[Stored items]
/---
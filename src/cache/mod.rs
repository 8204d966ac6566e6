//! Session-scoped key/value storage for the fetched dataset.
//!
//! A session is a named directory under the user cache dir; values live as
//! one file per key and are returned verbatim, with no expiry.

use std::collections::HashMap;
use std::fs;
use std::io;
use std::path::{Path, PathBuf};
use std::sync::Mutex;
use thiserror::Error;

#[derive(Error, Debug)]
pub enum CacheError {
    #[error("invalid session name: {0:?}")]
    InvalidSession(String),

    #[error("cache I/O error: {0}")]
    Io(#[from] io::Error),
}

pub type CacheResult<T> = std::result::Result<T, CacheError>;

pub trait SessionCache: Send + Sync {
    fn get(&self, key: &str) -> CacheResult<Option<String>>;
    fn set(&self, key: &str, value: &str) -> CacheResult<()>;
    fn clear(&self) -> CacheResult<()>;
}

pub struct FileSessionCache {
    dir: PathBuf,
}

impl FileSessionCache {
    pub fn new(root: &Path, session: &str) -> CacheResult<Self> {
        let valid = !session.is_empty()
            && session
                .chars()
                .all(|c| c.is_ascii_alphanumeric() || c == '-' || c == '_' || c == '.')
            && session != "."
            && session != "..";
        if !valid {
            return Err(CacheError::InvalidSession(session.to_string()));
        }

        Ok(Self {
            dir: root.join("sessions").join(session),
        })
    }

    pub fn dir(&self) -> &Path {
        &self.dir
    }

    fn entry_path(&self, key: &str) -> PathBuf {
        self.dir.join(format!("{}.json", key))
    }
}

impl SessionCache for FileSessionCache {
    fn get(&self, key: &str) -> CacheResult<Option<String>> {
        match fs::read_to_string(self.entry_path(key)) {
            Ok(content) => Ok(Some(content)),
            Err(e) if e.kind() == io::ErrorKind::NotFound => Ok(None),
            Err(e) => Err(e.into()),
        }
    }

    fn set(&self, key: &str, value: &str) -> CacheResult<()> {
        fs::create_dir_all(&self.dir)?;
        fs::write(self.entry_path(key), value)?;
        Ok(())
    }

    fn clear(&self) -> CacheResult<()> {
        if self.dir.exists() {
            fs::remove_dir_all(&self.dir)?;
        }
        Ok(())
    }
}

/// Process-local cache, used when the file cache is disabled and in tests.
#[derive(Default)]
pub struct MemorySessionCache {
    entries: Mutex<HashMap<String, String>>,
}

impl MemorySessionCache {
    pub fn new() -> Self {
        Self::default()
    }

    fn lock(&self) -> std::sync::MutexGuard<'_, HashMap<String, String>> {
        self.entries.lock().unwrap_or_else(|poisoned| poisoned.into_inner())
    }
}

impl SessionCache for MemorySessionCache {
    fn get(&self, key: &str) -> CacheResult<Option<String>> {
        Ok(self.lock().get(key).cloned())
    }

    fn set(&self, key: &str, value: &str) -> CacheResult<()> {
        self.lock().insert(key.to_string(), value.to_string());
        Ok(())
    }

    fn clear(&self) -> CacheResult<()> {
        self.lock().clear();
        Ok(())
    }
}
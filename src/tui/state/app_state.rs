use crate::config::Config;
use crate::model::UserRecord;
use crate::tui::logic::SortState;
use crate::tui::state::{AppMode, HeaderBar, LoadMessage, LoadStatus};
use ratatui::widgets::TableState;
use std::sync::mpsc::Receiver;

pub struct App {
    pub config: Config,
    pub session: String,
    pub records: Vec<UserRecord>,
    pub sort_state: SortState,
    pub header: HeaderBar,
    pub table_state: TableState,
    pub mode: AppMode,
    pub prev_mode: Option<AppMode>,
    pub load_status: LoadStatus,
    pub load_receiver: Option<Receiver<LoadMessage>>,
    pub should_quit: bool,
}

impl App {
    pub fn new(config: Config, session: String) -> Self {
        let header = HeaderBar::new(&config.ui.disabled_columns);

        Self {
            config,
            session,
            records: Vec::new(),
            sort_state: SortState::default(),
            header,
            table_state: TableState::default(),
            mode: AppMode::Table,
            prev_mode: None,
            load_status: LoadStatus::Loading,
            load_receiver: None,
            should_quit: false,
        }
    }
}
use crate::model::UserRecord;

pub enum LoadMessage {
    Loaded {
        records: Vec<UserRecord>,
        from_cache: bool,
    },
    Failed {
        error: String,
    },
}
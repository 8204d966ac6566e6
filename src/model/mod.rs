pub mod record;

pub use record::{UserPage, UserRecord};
\---
/---
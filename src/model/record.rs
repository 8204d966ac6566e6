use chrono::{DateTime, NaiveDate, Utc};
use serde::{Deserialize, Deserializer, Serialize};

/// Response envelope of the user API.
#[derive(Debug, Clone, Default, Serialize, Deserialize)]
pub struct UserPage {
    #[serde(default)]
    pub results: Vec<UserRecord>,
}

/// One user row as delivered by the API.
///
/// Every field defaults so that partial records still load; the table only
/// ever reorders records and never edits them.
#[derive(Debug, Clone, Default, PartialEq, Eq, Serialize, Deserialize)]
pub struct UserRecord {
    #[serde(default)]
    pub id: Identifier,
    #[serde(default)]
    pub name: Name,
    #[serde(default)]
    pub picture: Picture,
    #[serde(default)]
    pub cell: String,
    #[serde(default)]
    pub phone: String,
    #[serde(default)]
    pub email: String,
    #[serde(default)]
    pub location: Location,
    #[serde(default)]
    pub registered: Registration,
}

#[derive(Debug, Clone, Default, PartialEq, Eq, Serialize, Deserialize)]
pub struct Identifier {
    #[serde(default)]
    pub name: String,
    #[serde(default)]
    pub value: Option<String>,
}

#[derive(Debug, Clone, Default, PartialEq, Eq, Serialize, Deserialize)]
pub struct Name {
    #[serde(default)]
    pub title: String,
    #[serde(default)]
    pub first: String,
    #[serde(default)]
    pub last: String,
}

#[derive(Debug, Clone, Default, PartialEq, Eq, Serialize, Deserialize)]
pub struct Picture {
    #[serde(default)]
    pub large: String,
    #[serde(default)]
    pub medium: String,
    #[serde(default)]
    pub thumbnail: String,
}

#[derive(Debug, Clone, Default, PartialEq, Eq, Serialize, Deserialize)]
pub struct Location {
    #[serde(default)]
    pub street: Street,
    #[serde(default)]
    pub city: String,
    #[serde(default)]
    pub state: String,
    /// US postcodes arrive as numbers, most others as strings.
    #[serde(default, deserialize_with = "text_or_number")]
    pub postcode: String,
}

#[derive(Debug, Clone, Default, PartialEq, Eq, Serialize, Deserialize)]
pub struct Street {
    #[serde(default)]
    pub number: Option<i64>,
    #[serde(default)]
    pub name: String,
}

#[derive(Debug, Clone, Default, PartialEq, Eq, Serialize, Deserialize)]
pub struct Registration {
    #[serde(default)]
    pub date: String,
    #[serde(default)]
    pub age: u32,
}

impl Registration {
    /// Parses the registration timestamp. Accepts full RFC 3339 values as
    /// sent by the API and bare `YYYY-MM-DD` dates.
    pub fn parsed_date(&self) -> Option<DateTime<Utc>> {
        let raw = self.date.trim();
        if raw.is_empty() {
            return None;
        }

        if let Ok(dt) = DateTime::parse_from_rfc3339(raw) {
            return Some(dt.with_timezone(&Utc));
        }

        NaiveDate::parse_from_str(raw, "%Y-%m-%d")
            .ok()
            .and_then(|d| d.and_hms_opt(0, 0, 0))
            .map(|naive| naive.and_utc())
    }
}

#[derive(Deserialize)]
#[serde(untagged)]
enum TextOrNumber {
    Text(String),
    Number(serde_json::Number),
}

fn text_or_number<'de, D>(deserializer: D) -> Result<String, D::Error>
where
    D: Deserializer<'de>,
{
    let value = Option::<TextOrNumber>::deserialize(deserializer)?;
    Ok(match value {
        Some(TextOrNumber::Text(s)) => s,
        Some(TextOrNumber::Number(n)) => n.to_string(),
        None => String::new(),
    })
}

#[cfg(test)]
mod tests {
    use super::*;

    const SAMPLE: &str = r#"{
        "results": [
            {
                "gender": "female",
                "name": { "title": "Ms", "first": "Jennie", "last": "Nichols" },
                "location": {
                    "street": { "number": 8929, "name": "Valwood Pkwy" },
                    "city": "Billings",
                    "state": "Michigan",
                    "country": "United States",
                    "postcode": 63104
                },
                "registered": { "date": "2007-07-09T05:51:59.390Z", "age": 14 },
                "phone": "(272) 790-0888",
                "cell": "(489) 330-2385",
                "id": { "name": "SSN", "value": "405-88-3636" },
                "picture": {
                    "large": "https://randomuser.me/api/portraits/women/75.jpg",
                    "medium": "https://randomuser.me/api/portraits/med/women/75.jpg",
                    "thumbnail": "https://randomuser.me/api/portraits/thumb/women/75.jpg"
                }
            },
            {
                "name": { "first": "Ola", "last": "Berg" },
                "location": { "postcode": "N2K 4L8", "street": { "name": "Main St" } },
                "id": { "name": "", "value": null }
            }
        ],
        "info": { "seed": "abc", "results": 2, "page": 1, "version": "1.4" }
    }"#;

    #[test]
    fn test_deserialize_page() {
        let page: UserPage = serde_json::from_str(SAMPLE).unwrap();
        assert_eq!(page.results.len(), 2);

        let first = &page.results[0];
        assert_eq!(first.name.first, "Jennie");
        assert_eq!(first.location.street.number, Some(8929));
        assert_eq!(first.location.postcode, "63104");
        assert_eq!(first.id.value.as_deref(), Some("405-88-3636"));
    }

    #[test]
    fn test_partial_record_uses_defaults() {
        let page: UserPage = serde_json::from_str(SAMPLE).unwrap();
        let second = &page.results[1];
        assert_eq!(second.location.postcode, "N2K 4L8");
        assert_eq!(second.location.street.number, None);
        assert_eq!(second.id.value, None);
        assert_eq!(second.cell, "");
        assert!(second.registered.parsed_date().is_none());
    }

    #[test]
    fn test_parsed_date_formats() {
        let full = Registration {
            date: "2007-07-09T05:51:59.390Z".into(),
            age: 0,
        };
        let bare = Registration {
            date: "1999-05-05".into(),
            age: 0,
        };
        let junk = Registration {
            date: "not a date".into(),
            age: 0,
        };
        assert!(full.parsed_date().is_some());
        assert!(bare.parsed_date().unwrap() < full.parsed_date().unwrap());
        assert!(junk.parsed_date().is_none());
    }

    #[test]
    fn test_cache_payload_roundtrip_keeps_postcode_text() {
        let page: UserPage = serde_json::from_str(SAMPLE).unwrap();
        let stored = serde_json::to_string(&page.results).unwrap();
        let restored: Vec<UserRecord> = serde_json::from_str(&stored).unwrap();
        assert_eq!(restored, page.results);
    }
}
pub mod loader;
\---
— What this task involves —
Copy every line from the records above that contains the word "bare".

— Answer to this exercise —
    /// sent by the API and bare `YYYY-MM-DD` dates.
        let bare = Registration {
        assert!(bare.parsed_date().unwrap() < full.parsed_date().unwrap());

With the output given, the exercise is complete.